Dataset entries:
--

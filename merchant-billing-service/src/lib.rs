//! Merchant billing: voucher redemption, balance ledger and the subscription
//! auto-switch engine, served over HTTP.

pub mod config;
pub mod dtos;
pub mod error;
pub mod handlers;
pub mod middleware;
pub mod models;
pub mod services;
pub mod startup;

pub use startup::AppState;
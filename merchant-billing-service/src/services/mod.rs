//! Services module for merchant-billing-service.

pub mod auto_switch;
pub mod database;
pub mod discount_client;
pub mod history;
pub mod metrics;
pub mod redemption;
pub mod visibility;

pub use auto_switch::{AutoSwitchEngine, AutoSwitchResult, SwitchAction};
pub use database::Database;
pub use discount_client::{DiscountCalculator, HttpDiscountClient};
pub use metrics::{
    get_metrics, init_metrics, record_auto_switch, record_error, record_http_request,
    record_redemption, record_store_visibility,
};
pub use redemption::{RedemptionResult, VoucherRedemptionService};
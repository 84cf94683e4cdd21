//! Voucher and redemption models.

use chrono::{DateTime, Utc};
use rust_decimal::Decimal;
use serde::{Deserialize, Serialize};
use sqlx::FromRow;
use uuid::Uuid;

/// What a voucher grants when redeemed.
#[derive(Debug, Clone, Copy, PartialEq, Eq, Serialize, Deserialize)]
#[serde(rename_all = "SCREAMING_SNAKE_CASE")]
pub enum VoucherType {
    /// Credits the merchant balance by `value`.
    Balance,
    /// Extends the subscription period by `floor(value)` days.
    SubscriptionDays,
}

impl VoucherType {
    pub fn as_str(&self) -> &'static str {
        match self {
            VoucherType::Balance => "BALANCE",
            VoucherType::SubscriptionDays => "SUBSCRIPTION_DAYS",
        }
    }

    /// Parse a stored value. Unknown types yield `None`.
    pub fn parse(s: &str) -> Option<Self> {
        match s {
            "BALANCE" => Some(VoucherType::Balance),
            "SUBSCRIPTION_DAYS" => Some(VoucherType::SubscriptionDays),
            _ => None,
        }
    }
}

impl std::fmt::Display for VoucherType {
    fn fmt(&self, f: &mut std::fmt::Formatter<'_>) -> std::fmt::Result {
        write!(f, "{}", self.as_str())
    }
}

/// Redeemable voucher.
#[derive(Debug, Clone, Serialize, Deserialize, FromRow)]
#[serde(rename_all = "camelCase")]
pub struct Voucher {
    pub id: Uuid,
    pub code: String,
    pub voucher_type: String,
    pub value: Decimal,
    pub currency: Option<String>,
    pub max_usage: Option<i32>,
    pub current_usage: i32,
    pub valid_from: Option<DateTime<Utc>>,
    pub valid_until: Option<DateTime<Utc>>,
    pub is_active: bool,
    pub description: Option<String>,
    pub created_at: DateTime<Utc>,
    pub updated_at: DateTime<Utc>,
}

impl Voucher {
    pub fn parsed_type(&self) -> Option<VoucherType> {
        VoucherType::parse(&self.voucher_type)
    }

    /// Whether the usage cap has been reached. Uncapped vouchers never are.
    pub fn is_exhausted(&self) -> bool {
        self.max_usage.is_some_and(|max| self.current_usage >= max)
    }
}

/// Immutable record of one merchant applying one voucher.
#[derive(Debug, Clone, Serialize, Deserialize, FromRow)]
#[serde(rename_all = "camelCase")]
pub struct VoucherRedemption {
    pub id: Uuid,
    pub voucher_id: Uuid,
    pub merchant_id: Uuid,
    pub voucher_code: String,
    pub voucher_type: String,
    pub value_applied: Decimal,
    pub currency: Option<String>,
    pub balance_before: Option<Decimal>,
    pub balance_after: Option<Decimal>,
    pub subscription_end_before: Option<DateTime<Utc>>,
    pub subscription_end_after: Option<DateTime<Utc>>,
    pub auto_switch_triggered: bool,
    pub previous_sub_type: Option<String>,
    pub new_sub_type: Option<String>,
    pub redeemed_by: Uuid,
    pub redeemed_at: DateTime<Utc>,
}

/// Input for inserting a redemption row.
#[derive(Debug, Clone)]
pub struct NewRedemption {
    pub voucher_id: Uuid,
    pub merchant_id: Uuid,
    pub voucher_code: String,
    pub voucher_type: VoucherType,
    pub value_applied: Decimal,
    pub currency: Option<String>,
    pub balance_before: Option<Decimal>,
    pub balance_after: Option<Decimal>,
    pub subscription_end_before: Option<DateTime<Utc>>,
    pub subscription_end_after: Option<DateTime<Utc>>,
    pub auto_switch_triggered: bool,
    pub previous_sub_type: Option<String>,
    pub new_sub_type: Option<String>,
    pub redeemed_by: Uuid,
    pub redeemed_at: DateTime<Utc>,
}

--

> [EXERCISE DIRECTIONS]: With no alteration of any kind, give the data again in full.

> [YOUR SOLUTION]:
filename merchant-billing-service/src/lib.rs
//! Merchant billing: voucher redemption, balance ledger and the subscription
//! auto-switch engine, served over HTTP.

pub mod config;
pub mod dtos;
pub mod error;
pub mod handlers;
pub mod middleware;
pub mod models;
pub mod services;
pub mod startup;

pub use startup::AppState;
filename merchant-billing-service/src/services/mod.rs
//! Services module for merchant-billing-service.

pub mod auto_switch;
pub mod database;
pub mod discount_client;
pub mod history;
pub mod metrics;
pub mod redemption;
pub mod visibility;

pub use auto_switch::{AutoSwitchEngine, AutoSwitchResult, SwitchAction};
pub use database::Database;
pub use discount_client::{DiscountCalculator, HttpDiscountClient};
pub use metrics::{
    get_metrics, init_metrics, record_auto_switch, record_error, record_http_request,
    record_redemption, record_store_visibility,
};
pub use redemption::{RedemptionResult, VoucherRedemptionService};
repository 84cf94683e4cdd21
//! Voucher and redemption models.

use chrono::{DateTime, Utc};
use rust_decimal::Decimal;
use serde::{Deserialize, Serialize};
use sqlx::FromRow;
use uuid::Uuid;

/// What a voucher grants when redeemed.
#[derive(Debug, Clone, Copy, PartialEq, Eq, Serialize, Deserialize)]
#[serde(rename_all = "SCREAMING_SNAKE_CASE")]
pub enum VoucherType {
    /// Credits the merchant balance by `value`.
    Balance,
    /// Extends the subscription period by `floor(value)` days.
    SubscriptionDays,
}

impl VoucherType {
    pub fn as_str(&self) -> &'static str {
        match self {
            VoucherType::Balance => "BALANCE",
            VoucherType::SubscriptionDays => "SUBSCRIPTION_DAYS",
        }
    }

    /// Parse a stored value. Unknown types yield `None`.
    pub fn parse(s: &str) -> Option<Self> {
        match s {
            "BALANCE" => Some(VoucherType::Balance),
            "SUBSCRIPTION_DAYS" => Some(VoucherType::SubscriptionDays),
            _ => None,
        }
    }
}

impl std::fmt::Display for VoucherType {
    fn fmt(&self, f: &mut std::fmt::Formatter<'_>) -> std::fmt::Result {
        write!(f, "{}", self.as_str())
    }
}

/// Redeemable voucher.
#[derive(Debug, Clone, Serialize, Deserialize, FromRow)]
#[serde(rename_all = "camelCase")]
pub struct Voucher {
    pub id: Uuid,
    pub code: String,
    pub voucher_type: String,
    pub value: Decimal,
    pub currency: Option<String>,
    pub max_usage: Option<i32>,
    pub current_usage: i32,
    pub valid_from: Option<DateTime<Utc>>,
    pub valid_until: Option<DateTime<Utc>>,
    pub is_active: bool,
    pub description: Option<String>,
    pub created_at: DateTime<Utc>,
    pub updated_at: DateTime<Utc>,
}

impl Voucher {
    pub fn parsed_type(&self) -> Option<VoucherType> {
        VoucherType::parse(&self.voucher_type)
    }

    /// Whether the usage cap has been reached. Uncapped vouchers never are.
    pub fn is_exhausted(&self) -> bool {
        self.max_usage.is_some_and(|max| self.current_usage >= max)
    }
}

/// Immutable record of one merchant applying one voucher.
#[derive(Debug, Clone, Serialize, Deserialize, FromRow)]
#[serde(rename_all = "camelCase")]
pub struct VoucherRedemption {
    pub id: Uuid,
    pub voucher_id: Uuid,
    pub merchant_id: Uuid,
    pub voucher_code: String,
    pub voucher_type: String,
    pub value_applied: Decimal,
    pub currency: Option<String>,
    pub balance_before: Option<Decimal>,
    pub balance_after: Option<Decimal>,
    pub subscription_end_before: Option<DateTime<Utc>>,
    pub subscription_end_after: Option<DateTime<Utc>>,
    pub auto_switch_triggered: bool,
    pub previous_sub_type: Option<String>,
    pub new_sub_type: Option<String>,
    pub redeemed_by: Uuid,
    pub redeemed_at: DateTime<Utc>,
}

/// Input for inserting a redemption row.
#[derive(Debug, Clone)]
pub struct NewRedemption {
    pub voucher_id: Uuid,
    pub merchant_id: Uuid,
    pub voucher_code: String,
    pub voucher_type: VoucherType,
    pub value_applied: Decimal,
    pub currency: Option<String>,
    pub balance_before: Option<Decimal>,
    pub balance_after: Option<Decimal>,
    pub subscription_end_before: Option<DateTime<Utc>>,
    pub subscription_end_after: Option<DateTime<Utc>>,
    pub auto_switch_triggered: bool,
    pub previous_sub_type: Option<String>,
    pub new_sub_type: Option<String>,
    pub redeemed_by: Uuid,
    pub redeemed_at: DateTime<Utc>,
}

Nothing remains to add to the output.